Methods: A large institutional echocardiography database was queried to identify patients with severe AR and LVEF <35%. Manual chart review was performed. Due to small sample size and population heterogeneity, corrected group prognosis method was applied, which calculates the adjusted survival curve for each individual using fitted Cox proportional hazard model. Average survival adjusted for comorbidities and age was then calculated using the weighted average of the individual survival curves.
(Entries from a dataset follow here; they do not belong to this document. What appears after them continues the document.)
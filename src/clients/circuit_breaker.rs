use std::future::Future;

use chrono::Utc;
use redis::{AsyncCommands, RedisError, aio::MultiplexedConnection};
use tracing::{debug, info, warn};

use crate::models::{
    circuit_breaker::{CircuitBreakerConfig, CircuitState},
    error::GatewayError,
};

/// Redis-backed breaker shared by every worker talking to the same gateway.
///
/// Bookkeeping failures are logged and never change the outcome of the
/// wrapped call: a delivered message must not be reported as failed.
#[derive(Clone)]
pub struct CircuitBreaker {
    service_name: String,
    connection: MultiplexedConnection,
    config: CircuitBreakerConfig,
}

impl CircuitBreaker {
    pub fn new(
        service_name: String,
        connection: MultiplexedConnection,
        config: CircuitBreakerConfig,
    ) -> Self {
        info!(service = %service_name, "Circuit breaker initialized");

        Self {
            service_name,
            connection,
            config,
        }
    }

    pub async fn call<F, Fut, T>(&self, operation: F) -> Result<T, GatewayError>
    where
        F: FnOnce() -> Fut,
        Fut: Future<Output = Result<T, GatewayError>>,
    {
        let state = self.state().await.unwrap_or_else(|e| {
            warn!(service = %self.service_name, error = %e, "Circuit breaker state unavailable, assuming closed");
            CircuitState::Closed
        });

        match state {
            CircuitState::Open => {
                if self.should_attempt_reset().await.unwrap_or(false) {
                    info!(service = %self.service_name, "Circuit breaker attempting reset");
                    self.log_bookkeeping(self.set_state(CircuitState::HalfOpen).await);
                    return self.try_operation(operation).await;
                }
                warn!(service = %self.service_name, "Circuit breaker is open, rejecting request");
                Err(GatewayError::unavailable(format!(
                    "Circuit breaker is open for {}",
                    self.service_name
                )))
            }
            CircuitState::HalfOpen => {
                debug!(service = %self.service_name, "Circuit breaker in half-open state");
                self.try_operation(operation).await
            }
            CircuitState::Closed => self.try_operation(operation).await,
        }
    }

    pub async fn state(&self) -> Result<CircuitState, RedisError> {
        let value: Option<String> = self.connection.clone().get(self.key("state")).await?;

        Ok(value
            .map(|s| CircuitState::from_string(&s))
            .unwrap_or(CircuitState::Closed))
    }

    async fn try_operation<F, Fut, T>(&self, operation: F) -> Result<T, GatewayError>
    where
        F: FnOnce() -> Fut,
        Fut: Future<Output = Result<T, GatewayError>>,
    {
        match operation().await {
            Ok(result) => {
                let recorded = self.record_success().await;
                self.log_bookkeeping(recorded);
                Ok(result)
            }
            Err(e) if e.kind.is_systemic() => {
                let recorded = self.record_failure().await;
                self.log_bookkeeping(recorded);
                Err(e)
            }
            Err(e) => Err(e),
        }
    }

    fn log_bookkeeping(&self, result: Result<(), RedisError>) {
        if let Err(e) = result {
            warn!(service = %self.service_name, error = %e, "Circuit breaker bookkeeping failed");
        }
    }

    async fn record_success(&self) -> Result<(), RedisError> {
        match self.state().await? {
            CircuitState::HalfOpen => {
                let successes = self.increment("successes", None).await?;
                debug!(
                    service = %self.service_name,
                    successes,
                    threshold = self.config.success_threshold,
                    "Circuit breaker success recorded"
                );

                if successes >= self.config.success_threshold {
                    self.set_state(CircuitState::Closed).await?;
                    self.reset_counters().await?;
                    info!(service = %self.service_name, "Circuit breaker closed after successful recovery");
                }
            }
            CircuitState::Closed => {
                self.connection
                    .clone()
                    .del::<_, ()>(self.key("failures"))
                    .await?;
            }
            CircuitState::Open => {}
        }

        Ok(())
    }

    async fn record_failure(&self) -> Result<(), RedisError> {
        if self.state().await? == CircuitState::HalfOpen {
            self.open().await?;
            warn!(service = %self.service_name, "Circuit breaker reopened after failed recovery attempt");
            return Ok(());
        }

        let failures = self
            .increment("failures", Some(self.config.timeout_seconds))
            .await?;
        debug!(
            service = %self.service_name,
            failures,
            threshold = self.config.failure_threshold,
            "Circuit breaker failure recorded"
        );

        if failures >= self.config.failure_threshold {
            self.open().await?;
            warn!(
                service = %self.service_name,
                failures,
                "Circuit breaker opened due to consecutive failures"
            );
        }

        Ok(())
    }

    async fn open(&self) -> Result<(), RedisError> {
        self.set_state(CircuitState::Open).await?;
        self.connection
            .clone()
            .set::<_, _, ()>(self.key("opened_at"), Utc::now().timestamp())
            .await?;
        self.connection
            .clone()
            .del::<_, ()>(self.key("successes"))
            .await
    }

    async fn set_state(&self, state: CircuitState) -> Result<(), RedisError> {
        self.connection
            .clone()
            .set::<_, _, ()>(self.key("state"), state.as_str())
            .await
    }

    async fn increment(&self, counter: &str, ttl_seconds: Option<u64>) -> Result<u32, RedisError> {
        let key = self.key(counter);
        let mut connection = self.connection.clone();

        let count: u32 = connection.incr(&key, 1).await?;
        if let Some(ttl) = ttl_seconds {
            connection.expire::<_, ()>(&key, ttl as i64).await?;
        }

        Ok(count)
    }

    async fn reset_counters(&self) -> Result<(), RedisError> {
        self.connection
            .clone()
            .del::<_, ()>(vec![
                self.key("failures"),
                self.key("successes"),
                self.key("opened_at"),
            ])
            .await
    }

    async fn should_attempt_reset(&self) -> Result<bool, RedisError> {
        let opened_at: Option<i64> = self.connection.clone().get(self.key("opened_at")).await?;

        Ok(opened_at
            .map(|opened_at| Utc::now().timestamp() - opened_at >= self.config.timeout_seconds as i64)
            .unwrap_or(true))
    }

    fn key(&self, suffix: &str) -> String {
        format!("circuit:{}:{}", self.service_name, suffix)
    }
}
Results: Initially, 2 54 614 echocardiograms were considered, representing 1 45 785 unique patients, of which 40 patients met inclusion criteria. Of those, 18 (45.0%) underwent AVR and 22 (55.0%) were managed medically. Absolute mortality was 27.8% in the AVR group and 91.2% in the medical management group. After multivariate adjustment, end-stage renal disease (HR=17.633, p=0.0335) and peripheral arterial disease (HR=6.050, p=0.0180) were associated with higher mortality. AVR was associated with lower mortality (HR=0.143, p=0.0490). Mean follow-up time of the study cohort was 6.58 years, and mean survival for patients undergoing AVR was 6.31 years.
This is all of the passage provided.